Todo lo escrito anteriormente forma el trabajo sobre el que se asienta Colón y la carta templaria, aunque, lógicamente, no fue realizado en ese orden. Y no lo fue porque, cuando se comienza una investigación, rara vez se puede precisar cuál va a ser el resultado final de la misma: se va avanzando a través de ella completamente a ciegas, y, a lo largo del desarrollo, se cree que se han encontrado elementos nuevos que, posteriormente, resultan ser equívocos o presentan un significado distinto del que al principio les fue atribuido. Por ejemplo, uno de los puntos que jamás acepté sobre la biografía colombina apunta al hecho que afirma que los Reyes Católicos rechazaron las condiciones de Colón para el equipamiento del primer viaje, razón por la cual el navegante rompió las negociaciones y marchó de Santa Fe dispuesto a irse a Francia a negociar en aquel reino, pero los Católicos, después de reconsideras las condiciones, dieron marcha atrás y acabaron aceptando todas sus peticiones.

Esa historia siempre me pareció falsa, y, sin embargo, existe en ella una gran parte de verdad. Colón negoció, en efecto, con el Rey Católico en la tienda real del campamento de Santa Fe, de ahí que las llamadas «Capitulaciones de Santa Fe» se encuentren en los archivos de la Corona de Aragón y no en Simancas, y que se aclare el tipo de almirantazgo que deseaba ostentar Colón. Precisamente por eso, el rey Fernando no pudo aceptar lo que solicita el navegante. Es entonces cuando, gracias a la mediación de Luis de Santángel, la reina Isabel, de modo privado (no como reina de Castilla), le ofrece la financiación de la empresa. En la historia trasmitida hay una exageración, pero no es tan desafecta a la realidad como yo suponía en un principio, si bien he de reconocer que, a lo largo de toda la investigación, jamás llegué a considerarla como cierta hasta última hora, cuando quise estudiar las implicaciones del documento de las citadas «Capitulaciones». Ahí tuve que cambiar de opinión.

  

Mi obra y el problema editorial

Pero si el «trabajo de campo» no fue desarrollado en la forma que expuse, Colón y la carta templaria tampoco sigue la misma pauta. En primer lugar, por un problema de «espacio», el editor me encarga el libro con un determinado número de páginas, y, en esas páginas contratadas, no se puede condensar todo el volumen de información que ha supuesto mi labor investigadora. En segundo lugar, por razones obvias, no se puede escribir una obra de divulgación para «el gran público», siguiendo las pautas de un trabajo académico: la pesadez y la monotonía harían que se abandonase su lectura no más allá de la quinta página, y no cabe la menor duda de que lo que se ha escrito es un libro para especialistas o para gente muy interesada en estos temas, como es el caso del capítulo XXI de Codex Templi ya mencionado.

  

El libro, una narración de relatos náuticos y autobiográficos

Colón y la carta templaria no se ha planteado, pues, como un libro de historia, ni de ensayo histórico, sino como una narración de distintos relatos engarzados por el hecho común de la biografía colombina y del primer viaje que llevó a cabo el navegante, narraciones que, aparentemente, no tienen una secuencia cronológica pero sí un mismo hilo conductor, de tal forma que la diversidad de situaciones y momentos históricos que se encadenan a lo largo del texto tratan de dar amenidad y variedad a su lectura, intentando huir de la monotonía y el tedio, y procurando, al mismo tiempo, dejar al lector con la incógnita permanente de cómo y con qué va a continuar la narración.

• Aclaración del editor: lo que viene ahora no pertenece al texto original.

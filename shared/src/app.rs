use serde::{Deserialize, Serialize};
use tracing::{debug, error, info, instrument, warn};

use crate::capabilities::Capabilities;
use crate::catalog::Catalog;
use crate::event::Event;
use crate::forms::{SearchQuery, SEARCH_SUGGESTIONS};
use crate::going::GoingSet;
use crate::map::{self, Bounds, MapMarker};
use crate::model::{Model, Popup, PopupId, SavedPopup};
use crate::navigation::View;
use crate::profile::{BusinessStats, UserProfile};
use crate::{pager, CoreError, MARKER_PADDING_PX};

pub const SETTINGS_COMING_SOON: &str = "Settings feature coming soon!";
pub const EDIT_PROFILE_COMING_SOON: &str = "Edit profile feature coming soon!";
pub const POPUP_POSTED: &str = "Your popup has been posted!";

#[derive(Clone, Debug, Serialize, Deserialize, PartialEq)]
pub struct ListItemView {
    pub id: String,
    pub name: String,
    pub cuisine: String,
    pub distance_text: String,
    pub drive_time: String,
    pub attendees_text: String,
    pub short_description: String,
    pub image_url: String,
    pub going: bool,
    pub going_label: String,
}

#[derive(Clone, Debug, Serialize, Deserialize, PartialEq)]
pub struct ListPanel {
    pub items: Vec<ListItemView>,
    pub page: usize,
    pub total_pages: usize,
    pub page_label: String,
    pub can_prev: bool,
    pub can_next: bool,
}

#[derive(Clone, Debug, Serialize, Deserialize, PartialEq)]
pub struct DetailView {
    pub id: String,
    pub name: String,
    pub cuisine: String,
    pub rating: Option<f32>,
    pub distance_text: String,
    pub hours: Option<String>,
    pub contact: Option<String>,
    pub full_description: String,
    pub image_url: String,
    pub attendees: u32,
    pub going: bool,
}

#[derive(Clone, Debug, Serialize, Deserialize, PartialEq)]
pub struct MapPanel {
    pub markers: Vec<MapMarker>,
    pub bounds: Option<Bounds>,
    pub center_lat: f64,
    pub center_lng: f64,
    pub zoom: f64,
    pub padding_px: u32,
    pub full_screen: bool,
    pub geojson: String,
}

#[derive(Clone, Debug, Serialize, Deserialize, PartialEq, Eq)]
pub struct NavItem {
    pub view: View,
    pub label: String,
    pub active: bool,
}

#[derive(Clone, Debug, Serialize, Deserialize, PartialEq)]
pub struct ViewModel {
    pub view: View,
    pub create_dialog_open: bool,
    pub search_dialog_open: bool,
    pub search_suggestions: Vec<String>,
    pub map: Option<MapPanel>,
    pub list: Option<ListPanel>,
    pub detail: Option<DetailView>,
    pub saved: Vec<SavedPopup>,
    pub profile: Option<UserProfile>,
    pub business: Option<BusinessStats>,
    pub nav_items: Vec<NavItem>,
}

fn format_distance(miles: f32) -> String {
    if !miles.is_finite() || miles < 0.0 {
        return "Unknown".into();
    }
    format!("{miles:.1} mi")
}

fn going_label(going: bool) -> &'static str {
    if going {
        "Going!"
    } else {
        "Going"
    }
}

#[derive(Default)]
pub struct App;

impl App {
    fn select_if_known(model: &mut Model, id: PopupId, caps: &Capabilities) {
        if model.catalog.contains(&id) {
            debug!(popup = %id, "popup selected");
            model.nav.select_item(id);
            caps.render.render();
        } else {
            warn!(popup = %id, "ignoring selection of unknown popup");
        }
    }

    /// Toggles `id` in `set` when the popup is listed. `None` means it was ignored.
    fn toggle_going(catalog: &Catalog, set: &mut GoingSet, id: &PopupId) -> Option<bool> {
        if catalog.contains(id) {
            Some(set.toggle(id))
        } else {
            warn!(popup = %id, "ignoring going toggle for unknown popup");
            None
        }
    }

    fn build_list_panel(model: &Model) -> ListPanel {
        let page = pager::paginate(&model.catalog.popups, model.nav.page, model.config.page_size);
        let current = model.nav.page;

        let items = page
            .items
            .iter()
            .map(|p| {
                let going = model.list_going.has(&p.id);
                ListItemView {
                    id: p.id.0.clone(),
                    name: p.name.clone(),
                    cuisine: p.cuisine.clone(),
                    distance_text: format_distance(p.distance_miles),
                    drive_time: p.drive_time.clone(),
                    attendees_text: format!("{} attending", p.attendees),
                    short_description: p.short_description.clone(),
                    image_url: p.image_url.clone(),
                    going,
                    going_label: going_label(going).into(),
                }
            })
            .collect();

        let page_label = if page.total_pages == 0 {
            "No popups yet".into()
        } else {
            format!("Page {} of {}", current + 1, page.total_pages)
        };

        ListPanel {
            items,
            page: current,
            total_pages: page.total_pages,
            page_label,
            can_prev: current > 0,
            can_next: current + 1 < page.total_pages,
        }
    }

    fn build_detail(model: &Model, popup: &Popup) -> DetailView {
        DetailView {
            id: popup.id.0.clone(),
            name: popup.name.clone(),
            cuisine: popup.cuisine.clone(),
            rating: popup.rating,
            distance_text: format!(
                "{} away \u{2022} {} drive",
                format_distance(popup.distance_miles),
                popup.drive_time
            ),
            hours: popup.hours.clone(),
            contact: popup.contact.clone(),
            full_description: popup.full_description.clone(),
            image_url: popup.image_url.clone(),
            attendees: popup.attendees,
            going: model.detail_going.has(&popup.id),
        }
    }

    fn build_map_panel(model: &Model) -> MapPanel {
        let markers = map::build_markers(&model.catalog.popups);
        let geojson = map::markers_geojson(&markers);
        MapPanel {
            bounds: map::popup_bounds(&model.catalog.popups),
            markers,
            center_lat: model.config.map_center.lat(),
            center_lng: model.config.map_center.lng(),
            zoom: model.config.map_zoom,
            padding_px: MARKER_PADDING_PX,
            full_screen: model.nav.view == View::Map,
            geojson,
        }
    }
}

impl crux_core::App for App {
    type Event = Event;
    type Model = Model;
    type ViewModel = ViewModel;
    type Capabilities = Capabilities;

    #[instrument(skip_all, fields(event = event.name()))]
    fn update(&self, event: Event, model: &mut Model, caps: &Capabilities) {
        if event.is_user_initiated() {
            debug!("user action");
        }

        match event {
            Event::CatalogLoaded(catalog) => match catalog.validate() {
                Ok(()) => {
                    model.catalog = *catalog;
                    let total = model.total_pages();
                    model.nav.clamp_page(total);
                    if model.nav.selection.retain_in(&model.catalog) {
                        info!("selected popup no longer listed, selection cleared");
                    }
                    let dropped = model.list_going.retain_in(&model.catalog)
                        + model.detail_going.retain_in(&model.catalog);
                    if dropped > 0 {
                        info!(dropped, "going marks for unlisted popups cleared");
                    }
                    info!(popups = model.catalog.popups.len(), "catalog loaded");
                    caps.render.render();
                }
                Err(e) => {
                    let err = CoreError::from(e);
                    error!(error = %err, code = err.code(), "rejected catalog snapshot");
                    caps.notify.error(err.user_facing_message());
                }
            },

            Event::Configure(config) => match config.validate() {
                Ok(()) => {
                    model.config = config;
                    let total = model.total_pages();
                    model.nav.clamp_page(total);
                    info!(page_size = config.page_size.get(), "config applied");
                    caps.render.render();
                }
                Err(e) => {
                    error!(error = %e, "ignoring invalid config");
                }
            },

            Event::Navigate(view) => {
                model.nav.navigate(view);
                info!(to = %view, active = %model.nav.view, "navigated");
                caps.render.render();
            }

            Event::HeaderSearchClicked => {
                model.nav.open_search_dialog();
                caps.render.render();
            }

            Event::HeaderSettingsClicked => {
                caps.notify.info(SETTINGS_COMING_SOON);
            }

            Event::HeaderProfileClicked => {
                model.nav.navigate(View::Profile);
                caps.render.render();
            }

            Event::StartPoppingClicked => {
                model.nav.navigate(View::Business);
                caps.render.render();
            }

            Event::EditProfileClicked => {
                caps.notify.info(EDIT_PROFILE_COMING_SOON);
            }

            Event::PopupClicked { id } | Event::MarkerClicked { id } => {
                Self::select_if_known(model, id, caps);
            }

            Event::DetailClosed => {
                model.nav.close_detail();
                caps.render.render();
            }

            Event::NextPage => {
                let total = model.total_pages();
                model.nav.next_page(total);
                debug!(page = model.nav.page, "next page");
                caps.render.render();
            }

            Event::PrevPage => {
                model.nav.prev_page();
                debug!(page = model.nav.page, "previous page");
                caps.render.render();
            }

            Event::ListGoingToggled { id } => {
                if let Some(going) = Self::toggle_going(&model.catalog, &mut model.list_going, &id) {
                    debug!(popup = %id, going, "list going toggled");
                    caps.render.render();
                }
            }

            Event::DetailGoingToggled { id } => {
                if let Some(going) =
                    Self::toggle_going(&model.catalog, &mut model.detail_going, &id)
                {
                    debug!(popup = %id, going, "detail going toggled");
                    caps.render.render();
                }
            }

            Event::CreateDialogClosed => {
                model.nav.close_create_dialog();
                caps.render.render();
            }

            Event::SearchDialogClosed => {
                model.nav.close_search_dialog();
                caps.render.render();
            }

            Event::CreateSubmitted(form) => match form.validate() {
                Ok(()) => {
                    info!(popup_name = %form.name, "popup posted");
                    model.nav.close_create_dialog();
                    caps.notify.success(POPUP_POSTED);
                    caps.render.render();
                }
                Err(e) => {
                    let err = CoreError::from(e);
                    debug!(error = %err, "create form rejected");
                    caps.notify.error(err.user_facing_message());
                }
            },

            Event::SearchSubmitted { query } => match SearchQuery::parse(&query) {
                Ok(query) => {
                    info!(query = query.as_str(), "search submitted");
                    model.nav.close_search_dialog();
                    caps.notify.success(format!("Searching for: \"{}\"", query.as_str()));
                    caps.render.render();
                }
                Err(e) => {
                    let err = CoreError::from(e);
                    debug!(error = %err, "search rejected");
                    caps.notify.error(err.user_facing_message());
                }
            },
        }
    }

    fn view(&self, model: &Model) -> ViewModel {
        let nav = &model.nav;
        let on_map_screen = matches!(nav.view, View::Home | View::Map);
        let selected = model.selected_popup();

        let map = on_map_screen.then(|| Self::build_map_panel(model));
        let detail = selected
            .filter(|_| on_map_screen)
            .map(|p| Self::build_detail(model, p));
        let list = (nav.view == View::Home && selected.is_none())
            .then(|| Self::build_list_panel(model));
        let saved = if nav.view == View::Saved {
            model.catalog.saved.clone()
        } else {
            Vec::new()
        };
        let profile = (nav.view == View::Profile).then(|| model.profile.clone());
        let business = (nav.view == View::Business).then(|| model.business.clone());
        let search_suggestions = if nav.dialogs.search_open {
            SEARCH_SUGGESTIONS.iter().map(|&s| s.to_owned()).collect()
        } else {
            Vec::new()
        };

        let nav_items = View::FOOTER
            .into_iter()
            .map(|v| NavItem {
                view: v,
                label: v.label().into(),
                active: v == nav.view,
            })
            .collect();

        ViewModel {
            view: nav.view,
            create_dialog_open: nav.dialogs.create_open,
            search_dialog_open: nav.dialogs.search_open,
            search_suggestions,
            map,
            list,
            detail,
            saved,
            profile,
            business,
            nav_items,
        }
    }
}

#[cfg(test)]
mod tests {
    use super::*;

    #[test]
    fn format_distance_one_decimal() {
        assert_eq!(format_distance(0.8), "0.8 mi");
        assert_eq!(format_distance(3.0), "3.0 mi");
        assert_eq!(format_distance(f32::NAN), "Unknown");
        assert_eq!(format_distance(-1.0), "Unknown");
    }

    #[test]
    fn list_panel_labels_pages() {
        let model = Model::default();
        let panel = App::build_list_panel(&model);
        assert_eq!(panel.items.len(), 5);
        assert_eq!(panel.page_label, "Page 1 of 3");
        assert!(!panel.can_prev);
        assert!(panel.can_next);
        assert_eq!(panel.items[0].attendees_text, "87 attending");
        assert_eq!(panel.items[0].going_label, "Going");
    }

    #[test]
    fn list_panel_for_empty_catalog() {
        let model = Model::new(Catalog::empty(), crate::CoreConfig::default());
        let panel = App::build_list_panel(&model);
        assert!(panel.items.is_empty());
        assert_eq!(panel.total_pages, 0);
        assert_eq!(panel.page_label, "No popups yet");
        assert!(!panel.can_prev && !panel.can_next);
    }

    #[test]
    fn detail_uses_detail_going_set() {
        let mut model = Model::default();
        let id = PopupId::new("2");
        model.list_going.toggle(&id);

        let popup = model.popup(&id).unwrap().clone();
        let detail = App::build_detail(&model, &popup);
        assert!(!detail.going);
        assert_eq!(detail.distance_text, "1.2 mi away \u{2022} 8 min drive");

        model.detail_going.toggle(&id);
        assert!(App::build_detail(&model, &popup).going);
    }

    #[test]
    fn map_panel_is_full_screen_only_on_map_view() {
        let mut model = Model::default();
        assert!(!App::build_map_panel(&model).full_screen);

        model.nav.navigate(View::Map);
        let panel = App::build_map_panel(&model);
        assert!(panel.full_screen);
        assert_eq!(panel.markers.len(), 12);
        assert_eq!(panel.zoom, 13.0);
        assert!(panel.bounds.is_some());
    }
}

Se salpica el texto de anécdotas personales del autor (siempre se dice que cualquier relato es una forma de autobiografía); sobre todo, las que hacen referencia a su niñez en Huelva o a su estancia en Sanlúcar de Barrameda, cinco después del cuarto viaje, con una especial dedicatoria a la duquesa de Medina Sidonia que, con mucha anterioridad al autor, ya defendía la tesis de que «No fuimos los primeros». Y el autor busca la complicidad del lector en elementos cotidianos como determinados vinos o mariscos o paisajes.

  

Dificultad de la obra

El autor intenta introducir al lector en algo tan fundamental para la comprensión de los textos como es la mentalidad de la época, cosa que no es tan sencilla como pudiera parecer en un comienzo, a juzgar por el rotundo fracaso que han cosechado muchos de los historiadores de prestigio que han estudiado esos textos, al llegar a interpretar equivocadamente frases tan sencillas como, por ejemplo, «dejé mujer e hijos para servir a V. A.», y, de una manera especial, en lo referente al problema de los judíos, conversos y ‛marranos’, tan determinante en esa época para la comprensión de muchas de las acciones de gobierno que tuvieron que tomar los Reyes Católicos durante su reinado en cualquiera de ambos reinos.

  

Los templarios de Canarias y el paso a la «Mar Grande»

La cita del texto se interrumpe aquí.